A new sub-brand has also emerged in Malaysia, where Maxis has launched ookyo, a 100% digital proposition, which lets users manage their 4G experience exclusively through an app. 10% of whatever a user spends via the ookyo app will be credited back to their Google Play account, with further benefits available for customers who sign up friends for the service.

Sticking with Asia, Japanese online retailer Rakuten has announced that is spinning off the domestic MVNO business currently operated by Plus One Marketing (POM) via a ‘simplified absorption-type split’. Following the reorganisation, Rakuten and POM will continue to engage in collaborative efforts to review business synergies, however. POM’s major shareholders are listed as Kaoru Masuda (31.7%) and Yodobashi Camera Co. (22.3%). The new corporate structure is expected to take effect on 1 November 2017.

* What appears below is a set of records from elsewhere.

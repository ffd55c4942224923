//! Impure shell around the state engine.
//!
//! [`ExploreSession`] owns one [`Store`] and the collaborators. It turns
//! collaborator results into transitions: rows become `set_data`, failures
//! become a fetch-error indicator with the previous page left in place.
//! Everything stateful stays in the store; the session only sequences calls.

use crate::config::ResolvedConfig;
use crate::model::{QueryError, SavedFilter, SavedFilterError, SchemaError};
use crate::source::{logs_query, Clock, QueryExecutor, SavedFilterStore, SchemaProvider};
use crate::state::{
    apply_custom_query, reset_time_range, select_time_bucket, set_custom_query_state, set_data,
    set_fetch_error, set_live_tail_schema, set_stream_schema, set_total_count,
    toggle_save_filter_modal, CustomQueryUpdate, LogsState, QueryMode, StatePatch, Store,
    StoreDefaults,
};
use crate::timeseries::{
    aggregate_event_rate, count_query, parse_graph_records, EventBucket, EventRateSeries,
};
use crate::widget::{
    ColumnFilterState, SaveFilterForm, SubmitOutcome, CANDIDATE_DISPLAY_LIMIT,
};
use chrono::{DateTime, Utc};
use tracing::{debug, info, warn};

/// Rows requested per log fetch unless configured otherwise.
pub const DEFAULT_FETCH_LIMIT: usize = 1000;

/// External services the session talks to.
pub struct Collaborators {
    /// Runs log and aggregation queries.
    pub executor: Box<dyn QueryExecutor>,
    /// Resolves stream schemas.
    pub schemas: Box<dyn SchemaProvider>,
    /// Persists saved filters.
    pub saved_filters: Box<dyn SavedFilterStore>,
    /// Wall clock.
    pub clock: Box<dyn Clock>,
}

/// One explore view: a store plus the collaborators feeding it.
pub struct ExploreSession {
    stream: Option<String>,
    store: Store,
    collaborators: Collaborators,
    fetch_limit: usize,
    candidate_limit: usize,
}

impl ExploreSession {
    /// A session with no stream selected.
    pub fn new(defaults: StoreDefaults, fetch_limit: usize, collaborators: Collaborators) -> Self {
        let store = Store::new(defaults, collaborators.clock.now());
        Self {
            stream: None,
            store,
            collaborators,
            fetch_limit: fetch_limit.max(1),
            candidate_limit: CANDIDATE_DISPLAY_LIMIT,
        }
    }

    /// A session using the store defaults, fetch limit and candidate limit
    /// of `config`.
    pub fn from_config(config: &ResolvedConfig, collaborators: Collaborators) -> Self {
        Self::new(config.store_defaults(), config.fetch_limit, collaborators)
            .with_candidate_limit(config.candidate_limit)
    }

    /// Cap the values a column filter popover renders.
    pub fn with_candidate_limit(self, limit: usize) -> Self {
        Self {
            candidate_limit: limit.max(1),
            ..self
        }
    }

    /// Open the filter popover for `column` over the current dataset.
    pub fn open_column_filter(&self, column: &str) -> ColumnFilterState {
        ColumnFilterState::new(column, self.state()).with_display_limit(self.candidate_limit)
    }

    /// Selected stream, if any.
    pub fn stream(&self) -> Option<&str> {
        self.stream.as_deref()
    }

    /// The store.
    pub fn store(&self) -> &Store {
        &self.store
    }

    /// The store, for dispatching UI transitions and subscribing observers.
    pub fn store_mut(&mut self) -> &mut Store {
        &mut self.store
    }

    /// Current snapshot.
    pub fn state(&self) -> &LogsState {
        self.store.state()
    }

    fn now(&self) -> DateTime<Utc> {
        self.collaborators.clock.now()
    }

    fn require_stream(&self) -> Result<String, QueryError> {
        self.stream
            .clone()
            .ok_or_else(|| QueryError::Rejected("No stream selected".to_string()))
    }

    /// Switch to `stream`: full reset to defaults, then load its schema.
    ///
    /// # Errors
    ///
    /// Returns the schema provider's error. The store is reset either way.
    pub fn select_stream(&mut self, stream: &str) -> Result<(), SchemaError> {
        info!(stream, "Stream selected");
        let now = self.now();
        self.store.reset(now);
        self.stream = Some(stream.to_string());

        let schema = self.collaborators.schemas.get_schema(stream).map_err(|e| {
            warn!(stream, error = %e, "Schema lookup failed");
            e
        })?;
        let fields = schema.fields.clone();
        self.store
            .dispatch("set_stream_schema", |s| set_stream_schema(s, schema));
        self.store
            .dispatch("set_live_tail_schema", |s| set_live_tail_schema(s, fields));
        Ok(())
    }

    /// The query the next fetch will run: the applied custom query while one
    /// is active, otherwise the default fetch over the current window.
    ///
    /// # Errors
    ///
    /// Returns [`QueryError::Rejected`] when no stream is selected.
    pub fn current_query(&self) -> Result<String, QueryError> {
        let stream = self.require_stream()?;
        let state = self.state();
        if state.custom_query.is_active {
            return Ok(state.custom_query.raw_query.clone());
        }
        Ok(logs_query(
            &stream,
            &state.time_range,
            self.fetch_limit,
            state.table_opts.current_offset,
        ))
    }

    /// Fetch logs for the current query and load them into the store.
    ///
    /// Returns the number of rows fetched.
    ///
    /// # Errors
    ///
    /// Returns the executor's error after recording it in
    /// `data.fetch_error`. The previous dataset and page stay visible.
    pub fn refresh_logs(&mut self) -> Result<usize, QueryError> {
        let query = self.current_query()?;
        debug!(query = %query, "Fetching logs");

        match self.collaborators.executor.execute(&query) {
            Ok(records) => {
                let count = records.len();
                info!(rows = count, "Logs fetched");
                self.store.dispatch("set_data", |s| set_data(s, records));
                self.store
                    .dispatch("set_total_count", |s| set_total_count(s, count));
                Ok(count)
            }
            Err(e) => {
                warn!(error = %e, "Log fetch failed");
                let message = e.to_string();
                self.store
                    .dispatch("set_fetch_error", |s| set_fetch_error(s, message));
                Err(e)
            }
        }
    }

    /// Commit a custom query and fetch its results.
    ///
    /// A blank query only sets the inline error and fetches nothing
    /// (returns `Ok(0)`).
    ///
    /// # Errors
    ///
    /// See [`refresh_logs`](Self::refresh_logs).
    pub fn apply_custom_query(
        &mut self,
        query: &str,
        mode: QueryMode,
    ) -> Result<usize, QueryError> {
        let now = self.now();
        self.store
            .dispatch("apply_custom_query", |s| apply_custom_query(s, query, mode, now));
        if self.state().custom_query.error.is_some() {
            return Ok(0);
        }
        self.refresh_logs()
    }

    /// Run the per-minute count query for the current window and build the
    /// gap-filled event-rate series.
    ///
    /// # Errors
    ///
    /// Returns the executor's error, or [`QueryError::MalformedResponse`]
    /// when the rows are not `{minute_range, log_count}` pairs.
    pub fn load_event_rate(&mut self) -> Result<EventRateSeries, QueryError> {
        let stream = self.require_stream()?;
        let range = self.state().time_range.clone();
        let query = count_query(&stream, range.start_time, range.end_time);

        let rows = self.collaborators.executor.execute(&query).map_err(|e| {
            warn!(error = %e, "Event-rate fetch failed");
            e
        })?;
        let records = parse_graph_records(&rows)?;
        let series = aggregate_event_rate(&records, range.start_time, range.bucket_window_ms());
        debug!(
            buckets = series.buckets.len(),
            average = series.average,
            "Event rate aggregated"
        );
        Ok(series)
    }

    /// Pin the window to a clicked bucket and refetch.
    ///
    /// # Errors
    ///
    /// See [`refresh_logs`](Self::refresh_logs).
    pub fn select_event_bucket(&mut self, bucket: &EventBucket) -> Result<usize, QueryError> {
        let minute = bucket.minute;
        self.store
            .dispatch("select_time_bucket", |s| select_time_bucket(s, minute));
        self.refresh_logs()
    }

    /// Roll a fixed window forward to now and refetch.
    ///
    /// Returns `Ok(false)` without fetching for a custom range.
    ///
    /// # Errors
    ///
    /// See [`refresh_logs`](Self::refresh_logs).
    pub fn resume_rolling_window(&mut self) -> Result<bool, QueryError> {
        let now = self.now();
        if !self
            .store
            .dispatch("reset_time_range", |s| reset_time_range(s, now))
        {
            return Ok(false);
        }
        self.refresh_logs()?;
        Ok(true)
    }

    /// Saved filters of the selected stream (none without a stream).
    ///
    /// # Errors
    ///
    /// Returns the saved-filter store's error.
    pub fn saved_filters(&self) -> Result<Vec<SavedFilter>, SavedFilterError> {
        match &self.stream {
            Some(stream) => self.collaborators.saved_filters.list(stream),
            None => Ok(Vec::new()),
        }
    }

    /// Open the save-filter form for the applied query.
    ///
    /// Returns `Ok(None)` when no stream is selected or no query was applied.
    ///
    /// # Errors
    ///
    /// Returns the saved-filter store's error from listing existing filters.
    pub fn open_save_filter(
        &mut self,
        user_id: &str,
    ) -> Result<Option<SaveFilterForm>, SavedFilterError> {
        let Some(stream) = self.stream.clone() else {
            return Ok(None);
        };
        let saved = self.saved_filters()?;
        let form = SaveFilterForm::prepare(self.state(), &stream, user_id, &saved);
        if form.is_some() {
            self.store
                .dispatch("toggle_save_filter_modal", |s| toggle_save_filter_modal(s, true));
        }
        Ok(form)
    }

    /// Submit the form. On success the modal closes and the custom query is
    /// linked to the stored filter.
    ///
    /// # Errors
    ///
    /// Returns the saved-filter store's error; the modal stays open.
    pub fn submit_saved_filter(
        &mut self,
        form: &mut SaveFilterForm,
    ) -> Result<SubmitOutcome, SavedFilterError> {
        let outcome = form.submit(self.collaborators.saved_filters.as_mut())?;
        let stored_id = match &outcome {
            SubmitOutcome::Created(f) | SubmitOutcome::Updated(f) => f.filter_id.clone(),
            SubmitOutcome::Rejected => return Ok(outcome),
        };

        self.store.dispatch("submit_saved_filter", |s| {
            toggle_save_filter_modal(s, false).merge(set_custom_query_state(
                s,
                CustomQueryUpdate {
                    saved_filter_id: Some(stored_id),
                    ..CustomQueryUpdate::default()
                },
            ))
        });
        Ok(outcome)
    }

    /// Dispatch a UI transition that needs the clock.
    pub fn dispatch_at<F>(&mut self, transition: &'static str, reducer: F) -> bool
    where
        F: FnOnce(&LogsState, DateTime<Utc>) -> StatePatch,
    {
        let now = self.now();
        self.store.dispatch(transition, |s| reducer(s, now))
    }
}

In Austria, Goood Mobile has officially launched over the A1 Telekom Austria network. The new MVNO – technically a branded reseller – pitches itself as a charity proposition, whereby 10% of its revenues are donated to good causes, such as Caritas, Care Austria and World Wildlife Fund. Goood, the product of a crowd-funding campaign, is already active in Germany, TeleGeography notes.

Finally, Interop Technologies has been selected by Tiercel Wireless to deploy its virtualised Rich Communications Services (RCS) solution to the virtual operator’s user base. Tiercel Wireless has also chosen to deploy Interop’s OTT MVNO solution, which includes telco-grade voice and legacy messaging services using Wi-Fi and LTE data networks.